Notice in the two goals in the above tweet how Cameranesi rattles the defense with the myriad of options at her disposal. In the first goal, she gains the inside from the boards against a solid defender in Mallory Souliotis. She bangs the puck point-blank off Burt’s pillows, leaving a scrumptious rebound for linemate Maddie Elia to pick up.
In the second goal, Lexi Bender seemingly does the right thing. She hedges off the puck-carrier, plays the middle of the ice and directs traffic to clog the passing lane so Kelly Babstock is unable to receive a one-time feed. It’s a good plan in theory, but we’re dealing with Dani Cameranesi here. Give her a modicum of space and she’ll make you pay with a lethally quick and accurate wrister. Top shelf, where mama hides the cookies.
Is this ranking too high or too low?
Cameranesi is one of the most versatile offensive weapons in the game today with the ability to pass, shoot and skate. Not only does she have the talent, she would have an impressive resume for someone five years her elder.

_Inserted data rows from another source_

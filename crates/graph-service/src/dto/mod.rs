//! Data transfer objects for API responses
//!
//! This module provides:
//! - Response DTOs for serializing API outputs
//! - Mappers for converting domain view models and edges to DTOs

pub mod mappers;
pub mod responses;

pub use responses::{
    ApiResponse, ChannelProfileResponse, ChannelStatsResponse, ContentReactionResponse,
    HealthChecks, HealthResponse, PaginatedResponse, PaginationMeta, ReactedTargetResponse,
    ReactionSummaryResponse, ReactionToggleResponse, ReactorResponse, ReadinessResponse,
    SubscriberResponse, SubscriptionResponse, SubscriptionToggleResponse, TargetResponse,
};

My assertion? Cameranesi is about three spots too low. After coming in at number six last year and tearing up the world the way she did, it stands to reason that she deserves to rise in the rankings. But it’s hard to disrespect a number six finish, and with the powerhouse names that comprise the top five, there are no wrong answers here.
Regardless of rank, we have ourselves a genuine American superstar on our hands with as bright a future as anyone in hockey, period.